Python tools to validate and publish datasets using the safedata metadata format.
https://safedata-validator.readthedocs.io/
MIT License
2 stars 4 forks source link

Added mocked test of status codes #19

Closed jacobcook1995 closed 2 years ago

jacobcook1995 commented 2 years ago

Added a basic test to check that errors are correctly raised when certain status codes are returned. It's fairly bare bones at the moment, but I thought it was useful functionality to add as I might want to include more complex http status code handling in future, and the test can be extended to cover future cases. It didn't seem worth it to me to test taxonomy_esearch and taxonomy_efetch separately as they are very similar, so the test tests both of them at once.
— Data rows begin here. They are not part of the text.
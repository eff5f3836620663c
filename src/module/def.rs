//! Module declarations.

use std::fmt;
use std::sync::Arc;

use crate::controller::ControllerDef;
use crate::inject::{Dependency, Provider, Resolved};
use crate::middleware::Middleware;

use super::route::RouteDef;

/// What a module's `invoke` hook is told about its place in the tree.
#[derive(Debug)]
pub struct InvokeContext<'a> {
    pub module: &'a str,
    pub parent: Option<&'a str>,
    /// The module's own resolved dependencies
    pub dependencies: &'a Resolved,
}

impl InvokeContext<'_> {
    #[must_use]
    pub fn is_root(&self) -> bool {
        self.parent.is_none()
    }
}

/// Lifecycle hook run once the module is placed and its dependencies are
/// resolved. An error aborts startup.
pub type InvokeHook = Arc<dyn Fn(&InvokeContext<'_>) -> anyhow::Result<()> + Send + Sync>;

/// A composition unit: controllers, providers, routes and imported modules.
#[derive(Clone)]
pub struct ModuleDef {
    pub(crate) name: Arc<str>,
    pub(crate) prefix: String,
    pub(crate) declarations: Vec<ControllerDef>,
    pub(crate) imports: Vec<ModuleImport>,
    pub(crate) exports: Vec<Arc<str>>,
    pub(crate) providers: Vec<Provider>,
    pub(crate) dependencies: Vec<Dependency>,
    pub(crate) routes: Vec<RouteDef>,
    pub(crate) middlewares: Vec<Middleware>,
    pub(crate) bootstrap: Option<Arc<str>>,
    pub(crate) on_invoke: Option<InvokeHook>,
}

impl ModuleDef {
    pub fn new(name: impl Into<Arc<str>>) -> Self {
        Self {
            name: name.into(),
            prefix: String::new(),
            declarations: Vec::new(),
            imports: Vec::new(),
            exports: Vec::new(),
            providers: Vec::new(),
            dependencies: Vec::new(),
            routes: Vec::new(),
            middlewares: Vec::new(),
            bootstrap: None,
            on_invoke: None,
        }
    }

    #[must_use]
    pub fn name(&self) -> &str {
        &self.name
    }

    /// Path prefix for every route of this module and its imports.
    #[must_use]
    pub fn prefix(mut self, prefix: impl Into<String>) -> Self {
        self.prefix = prefix.into();
        self
    }

    #[must_use]
    pub fn declare(mut self, controller: ControllerDef) -> Self {
        self.declarations.push(controller);
        self
    }

    #[must_use]
    pub fn import(mut self, module: impl Into<ModuleImport>) -> Self {
        self.imports.push(module.into());
        self
    }

    #[must_use]
    pub fn export(mut self, symbol: impl Into<Arc<str>>) -> Self {
        self.exports.push(symbol.into());
        self
    }

    #[must_use]
    pub fn provider(mut self, provider: Provider) -> Self {
        self.providers.push(provider);
        self
    }

    /// Dependencies of the module itself, handed to its `invoke` hook.
    #[must_use]
    pub fn depends_on<I, D>(mut self, dependencies: I) -> Self
    where
        I: IntoIterator<Item = D>,
        D: Into<Dependency>,
    {
        self.dependencies
            .extend(dependencies.into_iter().map(Into::into));
        self
    }

    #[must_use]
    pub fn route(mut self, route: RouteDef) -> Self {
        self.routes.push(route);
        self
    }

    /// Module-scoped middleware, inherited by imported modules.
    #[must_use]
    pub fn middleware(mut self, middleware: Middleware) -> Self {
        self.middlewares.push(middleware);
        self
    }

    /// Serve the declared controller `name` at the module's own path.
    #[must_use]
    pub fn bootstrap(mut self, controller: impl Into<Arc<str>>) -> Self {
        self.bootstrap = Some(controller.into());
        self
    }

    #[must_use]
    pub fn on_invoke<F>(mut self, hook: F) -> Self
    where
        F: Fn(&InvokeContext<'_>) -> anyhow::Result<()> + Send + Sync + 'static,
    {
        self.on_invoke = Some(Arc::new(hook));
        self
    }

    /// Start a module-with-providers descriptor for this module.
    #[must_use]
    pub fn with_providers<I>(self, providers: I) -> ModuleWithProviders
    where
        I: IntoIterator<Item = Provider>,
    {
        ModuleWithProviders::new(self).providers(providers)
    }
}

impl fmt::Debug for ModuleDef {
    fn fmt(&self, f: &mut fmt::Formatter<'_>) -> fmt::Result {
        f.debug_struct("ModuleDef")
            .field("name", &self.name)
            .field("prefix", &self.prefix)
            .field("declarations", &self.declarations)
            .field("imports", &self.imports)
            .field("exports", &self.exports)
            .field("providers", &self.providers)
            .field("dependencies", &self.dependencies)
            .field("routes", &self.routes)
            .field("bootstrap", &self.bootstrap)
            .finish()
    }
}

/// A module imported together with the providers, imports and dependencies
/// it should use (the `forRoot` pattern).
///
/// These replace the module's own lists. The providers are also added to the
/// importing module so its other imports can use them.
#[derive(Debug, Clone)]
pub struct ModuleWithProviders {
    pub(crate) module: ModuleDef,
    pub(crate) providers: Vec<Provider>,
    pub(crate) imports: Vec<ModuleImport>,
    pub(crate) dependencies: Vec<Dependency>,
}

impl ModuleWithProviders {
    #[must_use]
    pub fn new(module: ModuleDef) -> Self {
        Self {
            module,
            providers: Vec::new(),
            imports: Vec::new(),
            dependencies: Vec::new(),
        }
    }

    #[must_use]
    pub fn providers<I>(mut self, providers: I) -> Self
    where
        I: IntoIterator<Item = Provider>,
    {
        self.providers.extend(providers);
        self
    }

    #[must_use]
    pub fn import(mut self, module: impl Into<ModuleImport>) -> Self {
        self.imports.push(module.into());
        self
    }

    #[must_use]
    pub fn depends_on<I, D>(mut self, dependencies: I) -> Self
    where
        I: IntoIterator<Item = D>,
        D: Into<Dependency>,
    {
        self.dependencies
            .extend(dependencies.into_iter().map(Into::into));
        self
    }
}

/// An entry of a module's `imports`.
#[derive(Debug, Clone)]
pub enum ModuleImport {
    Module(ModuleDef),
    WithProviders(ModuleWithProviders),
}

impl ModuleImport {
    #[must_use]
    pub fn name(&self) -> &str {
        match self {
            ModuleImport::Module(m) => m.name(),
            ModuleImport::WithProviders(m) => m.module.name(),
        }
    }
}

impl From<ModuleDef> for ModuleImport {
    fn from(module: ModuleDef) -> Self {
        ModuleImport::Module(module)
    }
}

impl From<ModuleWithProviders> for ModuleImport {
    fn from(module: ModuleWithProviders) -> Self {
        ModuleImport::WithProviders(module)
    }
}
jacobcook1995 commented 2 years ago

Made the change you suggested, + switched to using valid input so that if mocking somehow broke down the test wouldn't still pass. I'll leave the pull request open for David to look at when he gets back from holiday

davidorme commented 2 years ago

It seems a bit strange to me to be using unittest.mock here, rather than using the pytest-mock extension, which provides the mocker fixture for use in unit tests. Digging into it, it seems like pytest-mock is actually just exposing a fixture interface to the mock library, which became part of the standard library as unittest.mock, so they are effectively just different APIs to the exact same functionality.

It seems like the unittest approach works , and the decorator helps emphasize what is being mocked in a test, but using a single framework seems cleaner? @dalonsoa - thoughts?

dalonsoa commented 2 years ago

I don't have strong feelings either way, to be honest. I've used unittest in many projects without issues, and in others I've used pytest-mock also fine. I don't think it matters as long as you are consistent, using ONLY one or the other within a project.

davidorme commented 2 years ago

@jacobcook1995 Could we switch to using the pytest-mock, then.